Battlefield 6 Brings the Noise – Play the Open Beta for Free This Weekend
There’s something about the noise of a Battlefield game. The soft, terrifying crack of a sniper rifle you can’t see. The rumble of a tank as it rounds a corner. The agonising creak of a building falling apart at the seams around your once-safe hiding place. EA’s series has always used noise not just to communicate the feeling of being in a true warzone, but as a mechanic all its own. The mark of a great Battlefield game is that, a few hours in, you’ll experience the dawning feeling that you’re no longer being subjected to the noise – you’re reading it.
It’s something of a metaphor for the game as a whole. A full-size Battlefield match is full of sound and fury – dozens of players, multiple objectives competing for your attention, loadouts to consider, squads to wrangle. Learning to work within all that noise, to navigate it, is the path to victory. After hours spent in its open beta, Battlefield 6 isn’t just bringing the noise, but looks to push it to new levels.

In many ways, this is a comforting return to familiarity: Battlefield 6 is set in the near-future, but near enough that it resembles a contemporary military game; it sees a return to class-based gameplay; it takes its cues from the shape of Battlefield 4 and the “tactical destruction” of Battlefield: Bad Company 2.

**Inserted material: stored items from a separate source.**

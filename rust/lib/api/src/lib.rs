//! ShortSNS REST client.
//!
//! Typed access to the ShortSNS backend: entities, the pagination
//! envelope, and one service per resource family. Authentication is a
//! per-call session token; this crate never stores it.
//!
//! # Usage
//!
//! ```ignore
//! use shortsns_api::{ApiClient, ApiConfig, PageRequest, Services, TimelineTab};
//!
//! let client = ApiClient::new(&ApiConfig::from_env())?;
//! let api = Services::new(client);
//! let page = api.timeline.get(TimelineTab::Latest, PageRequest::default(), None).await?;
//! ```

pub mod config;
pub mod error;
pub mod http;
pub mod model;
pub mod page;
pub mod services;

pub use config::ApiConfig;
pub use error::ApiError;
pub use http::{ApiClient, AUTH_SCHEME};
pub use model::*;
pub use page::{Page, PageRequest, DEFAULT_PAGE_SIZE};
pub use services::follows::FollowFilter;
pub use services::{
    AuthService, FollowService, LikeService, PostService, RankingService, SearchService, Services,
    TimelineService, UserService,
};
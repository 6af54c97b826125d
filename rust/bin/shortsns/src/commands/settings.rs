//! `shortsns config show|set`.

use std::path::Path;

use anyhow::Result;

use crate::config::ClientConfig;

pub fn show(client_config_path: &Path) -> Result<()> {
    let config = ClientConfig::load(client_config_path)?;
    println!("config:    {}", client_config_path.display());
    println!("server:    {}", config.api_config().base_url);
    println!("page-size: {}", config.page_size);
    Ok(())
}

pub fn set(server: Option<&str>, page_size: Option<u32>, client_config_path: &Path) -> Result<()> {
    if server.is_none() && page_size.is_none() {
        anyhow::bail!("Nothing to set. Pass --server and/or --page-size.");
    }
    let mut config = ClientConfig::load(client_config_path)?;
    if let Some(server) = server {
        config.server = server.trim().to_string();
    }
    if let Some(page_size) = page_size {
        if page_size == 0 {
            anyhow::bail!("Page size must be at least 1.");
        }
        config.page_size = page_size;
    }
    config.save(client_config_path)?;
    println!("Saved {}.", client_config_path.display());
    Ok(())
}
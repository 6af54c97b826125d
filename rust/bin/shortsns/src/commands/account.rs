//! Login / logout and account commands.

use anyhow::Result;
use shortsns_api::CreateUser;
use shortsns_app::{App, IdentityAssertion};

use super::print_user;

pub async fn login(app: &App, email: &str, password: &str) -> Result<()> {
    if email.is_empty() || password.is_empty() {
        anyhow::bail!("Email and password are required.");
    }
    let user = app.login_with_password(email, password).await?;
    println!("Logged in as @{} ({}).", user.username, user.user_name);
    Ok(())
}

/// Sign in with a credential issued by the identity provider. The email
/// and display name are read from the credential itself.
pub async fn login_assertion(app: &App, credential: &str) -> Result<()> {
    let assertion = IdentityAssertion::decode(credential)?;
    let user = app.login_with_identity_assertion(&assertion).await?;
    println!("Logged in as @{} ({}).", user.username, user.user_name);
    Ok(())
}

pub async fn register(app: &App, account: &CreateUser) -> Result<()> {
    let user = app.register(account).await?;
    println!("Created @{} and logged in.", user.username);
    Ok(())
}

pub fn logout(app: &App) {
    app.logout();
    println!("Logged out.");
}

pub fn whoami(app: &App, json: bool) -> Result<()> {
    match app.auth().current_user() {
        Some(user) => print_user(&user, json),
        None => {
            println!("Not logged in.");
            Ok(())
        }
    }
}
//! Identity-provider assertions.
//!
//! The provider hands the client a signed JWT. The client never verifies
//! it (the backend does); it only reads the payload for the profile hints
//! sent along with the assertion.

use base64::engine::general_purpose::URL_SAFE_NO_PAD;
use base64::Engine;
use serde::Deserialize;

#[derive(Debug, thiserror::Error)]
pub enum IdentityError {
    #[error("credential is not a JWT")]
    Malformed,

    #[error("credential payload: {0}")]
    Base64(#[from] base64::DecodeError),

    #[error("credential payload: {0}")]
    Json(#[from] serde_json::Error),

    #[error("credential carries no email")]
    MissingEmail,
}

#[derive(Debug, Deserialize)]
struct Claims {
    #[serde(default)]
    sub: String,
    #[serde(default)]
    email: Option<String>,
    #[serde(default)]
    name: Option<String>,
    #[serde(default)]
    picture: Option<String>,
}

/// An undecoded credential plus the claims read from it.
#[derive(Debug, Clone, PartialEq, Eq)]
pub struct IdentityAssertion {
    /// Raw credential, forwarded to the backend as-is.
    pub credential: String,
    pub subject: String,
    pub email: String,
    pub name: Option<String>,
    pub picture: Option<String>,
}

impl IdentityAssertion {
    pub fn decode(credential: &str) -> Result<Self, IdentityError> {
        let credential = credential.trim();
        let mut parts = credential.split('.');
        let payload = match (parts.next(), parts.next(), parts.next(), parts.next()) {
            (Some(_), Some(payload), Some(_), None) if !payload.is_empty() => payload,
            _ => return Err(IdentityError::Malformed),
        };
        // Some issuers pad the segments anyway.
        let bytes = URL_SAFE_NO_PAD.decode(payload.trim_end_matches('='))?;
        let claims: Claims = serde_json::from_slice(&bytes)?;
        let email = claims
            .email
            .filter(|e| !e.is_empty())
            .ok_or(IdentityError::MissingEmail)?;

        Ok(Self {
            credential: credential.to_string(),
            subject: claims.sub,
            email,
            name: claims.name.filter(|n| !n.is_empty()),
            picture: claims.picture,
        })
    }

    /// Name to register under: the claimed name, or the email's local part.
    pub fn display_name(&self) -> &str {
        match &self.name {
            Some(name) => name,
            None => self.email.split('@').next().unwrap_or(&self.email),
        }
    }
}
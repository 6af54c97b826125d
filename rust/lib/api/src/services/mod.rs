//! Typed façades over [`ApiClient`], one per resource family.
//!
//! Each call builds exactly one request, decodes the body and hands any
//! error back unchanged: no retries, no caching.

pub mod auth;
pub mod follows;
pub mod likes;
pub mod posts;
pub mod ranking;
pub mod search;
pub mod timeline;
pub mod users;

pub use auth::AuthService;
pub use follows::FollowService;
pub use likes::LikeService;
pub use posts::PostService;
pub use ranking::RankingService;
pub use search::SearchService;
pub use timeline::TimelineService;
pub use users::UserService;

use crate::http::ApiClient;

/// All services sharing one client.
#[derive(Debug, Clone)]
pub struct Services {
    pub auth: AuthService,
    pub users: UserService,
    pub posts: PostService,
    pub follows: FollowService,
    pub likes: LikeService,
    pub timeline: TimelineService,
    pub search: SearchService,
    pub ranking: RankingService,
}

impl Services {
    pub fn new(client: ApiClient) -> Self {
        Self {
            auth: AuthService::new(client.clone()),
            users: UserService::new(client.clone()),
            posts: PostService::new(client.clone()),
            follows: FollowService::new(client.clone()),
            likes: LikeService::new(client.clone()),
            timeline: TimelineService::new(client.clone()),
            search: SearchService::new(client.clone()),
            ranking: RankingService::new(client),
        }
    }
}
use crate::error::ApiError;
use crate::http::{paged, ApiClient};
use crate::model::{Post, RankingRange, User, UserRanking};
use crate::page::{Page, PageRequest};

#[derive(Debug, Clone)]
pub struct RankingService {
    client: ApiClient,
}

impl RankingService {
    pub fn new(client: ApiClient) -> Self {
        Self { client }
    }

    /// Most liked posts within `range`.
    pub async fn post_likes(
        &self,
        range: RankingRange,
        page: PageRequest,
        token: Option<&str>,
    ) -> Result<Page<Post>, ApiError> {
        let query = vec![("range", range.as_str().to_string())];
        self.client.get("/rankings/posts/likes/", &paged(query, page), token).await
    }

    pub async fn users(&self, board: UserRanking, page: PageRequest) -> Result<Page<User>, ApiError> {
        let path = format!("/rankings/users/{}/", board.as_str());
        self.client.get(&path, &paged(Vec::new(), page), None).await
    }
}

It all means that, when entering the enormous tug-of-war environments of Conquest mode, this feels like the gaming equivalent of a warm blanket. I know exactly where I should be, and what I should be doing, meaning I’m immediately putting my attention towards learning how maps work, and how the team can work together most effectively.
But just as you learn to read that noise, returning players will start to feel how subtle changes can make for big effects. Take what the developers are calling “kinaesthetic combat” – a term used to cover a raft of changes to how your character moves through the world. You’ll automatically lean around walls, crouch-run when under fire, and slide when approaching cover – it’s designed to feel right as well as benefit you, tiny, intuitive changes that add to a far smoother experience.

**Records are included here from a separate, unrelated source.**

impl DiskStore {
    fn open(dir: &Path) -> Result<Self> {
        std::fs::create_dir_all(dir)?;
        let (schema, fields) = build_schema();

        let mmap_dir = tantivy::directory::MmapDirectory::open(dir)
            .map_err(|e| tantivy::TantivyError::SystemError(e.to_string()))?;
        let index = if Index::exists(&mmap_dir)
            .map_err(|e| tantivy::TantivyError::SystemError(e.to_string()))?
        {
            Index::open(mmap_dir)?
        } else {
            Index::create(
                mmap_dir,
                schema.clone(),
                tantivy::IndexSettings::default(),
            )?
        };

        register_tokenizers(&index);
        let reader = index.reader()?;

        Ok(Self {
            index,
            reader,
            fields,
        })
    }

    fn fields(&self) -> SchemaFields {
        self.fields
    }

    fn write(&mut self, fragments: &[Fragment]) -> Result<()> {
        let f = self.fields();
        let mut writer: tantivy::IndexWriter =
            self.index.writer(WRITER_MEMORY_BUDGET)?;

        for fragment in fragments {
            let term = tantivy::Term::from_field_text(
                f.fragment_id,
                &fragment.fragment_id,
            );
            writer.delete_term(term);

            let content_type = match fragment.content_type {
                ContentType::Text => "text",
                ContentType::Audio => "audio",
            };
            let meta = serde_json::to_string(&fragment.meta)?;

            writer.add_document(doc!(
                f.fragment_id => fragment.fragment_id.as_str(),
                f.numeric_id => fragment.numeric_id,
                f.doc_id => fragment.external_id.as_str(),
                f.parent_id => fragment.parent_id.as_str(),
                f.split_id => fragment.split_id as u64,
                f.content => fragment.content.as_str(),
                f.content_type => content_type,
                f.meta => meta,
            ))?;
        }

        writer.commit()?;
        Ok(())
    }

    fn clear(&mut self) -> Result<()> {
        let mut writer: tantivy::IndexWriter =
            self.index.writer(WRITER_MEMORY_BUDGET)?;
        writer.delete_all_documents()?;
        writer.commit()?;
        Ok(())
    }

    fn count(&self) -> Result<u64> {
        self.reader.reload()?;
        Ok(self.reader.searcher().num_docs())
    }

    fn search(&self, query_str: &str, limit: usize) -> Result<Vec<(Fragment, f32)>> {
        // TopDocs::with_limit panics below 1.
        if limit == 0 {
            return Ok(Vec::new());
        }

        let f = self.fields();
        self.reader.reload()?;
        let searcher = self.reader.searcher();

        let parser = QueryParser::for_index(&self.index, vec![f.content]);
        let (query, _errors) = parser.parse_query_lenient(query_str);
        let top_docs = searcher.search(&query, &TopDocs::with_limit(limit))?;

        let mut results = Vec::with_capacity(top_docs.len());
        for (score, doc_address) in top_docs {
            let doc: TantivyDocument = searcher.doc(doc_address)?;
            results.push((self.to_fragment(&doc, f), score));
        }

        Ok(results)
    }

    fn get_by_numeric_id(&self, numeric_id: u64) -> Result<Option<Fragment>> {
        let f = self.fields();
        self.reader.reload()?;
        let searcher = self.reader.searcher();

        let term = tantivy::Term::from_field_u64(f.numeric_id, numeric_id);
        let query =
            tantivy::query::TermQuery::new(term, IndexRecordOption::Basic);
        let top_docs = searcher.search(&query, &TopDocs::with_limit(1))?;

        match top_docs.first() {
            Some((_, addr)) => {
                let doc: TantivyDocument = searcher.doc(*addr)?;
                Ok(Some(self.to_fragment(&doc, f)))
            }
            None => Ok(None),
        }
    }

    fn all(&self) -> Result<Vec<Fragment>> {
        let f = self.fields();
        self.reader.reload()?;
        let searcher = self.reader.searcher();

        let query = tantivy::query::AllQuery;
        let limit = searcher.num_docs().max(1) as usize;
        let top_docs = searcher.search(&query, &TopDocs::with_limit(limit))?;

        let mut results = Vec::with_capacity(top_docs.len());
        for (_, doc_address) in top_docs {
            let doc: TantivyDocument = searcher.doc(doc_address)?;
            results.push(self.to_fragment(&doc, f));
        }
        Ok(results)
    }

    fn to_fragment(&self, doc: &TantivyDocument, f: SchemaFields) -> Fragment {
        let meta: BTreeMap<String, Value> =
            serde_json::from_str(&extract_text(doc, f.meta)).unwrap_or_default();
        let content_type = match extract_text(doc, f.content_type).as_str() {
            "audio" => ContentType::Audio,
            _ => ContentType::Text,
        };

        Fragment {
            fragment_id: extract_text(doc, f.fragment_id),
            numeric_id: extract_u64(doc, f.numeric_id),
            parent_id: extract_text(doc, f.parent_id),
            external_id: extract_text(doc, f.doc_id),
            split_id: extract_u64(doc, f.split_id) as usize,
            content: extract_text(doc, f.content),
            content_type,
            meta,
        }
    }
}

fn extract_text(doc: &TantivyDocument, field: Field) -> String {
    doc.get_first(field)
        .and_then(|v| v.as_str())
        .unwrap_or("")
        .to_string()
}

fn extract_u64(doc: &TantivyDocument, field: Field) -> u64 {
    doc.get_first(field).and_then(|v| v.as_u64()).unwrap_or(0)
}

Drag-and-revive is a part of this, perhaps the biggest change to the make-up of a Battlefield game – Support class players are still the most effective way to get your teammates back up after you’re downed, but anyone can now help out. Approaching a downed player, you’ll now be able to grab them, pull them out of danger, and revive after a few seconds. It’s a fabulously risky proposition, often forcing you to run into danger in order to reap the rewards of saving someone else, and there’s an art to realising when you should or shouldn’t try it.
This approach – adding new details rather than wholesale shifts – feels as though it’s paying off handsomely, even pre-release. This is Battlefield as we remember it, but modernised. It still feels distinct enough from its genre peers to feel essential, without straying too far from the core of the experience we already loved. It’s going in loud, just as you’d hope.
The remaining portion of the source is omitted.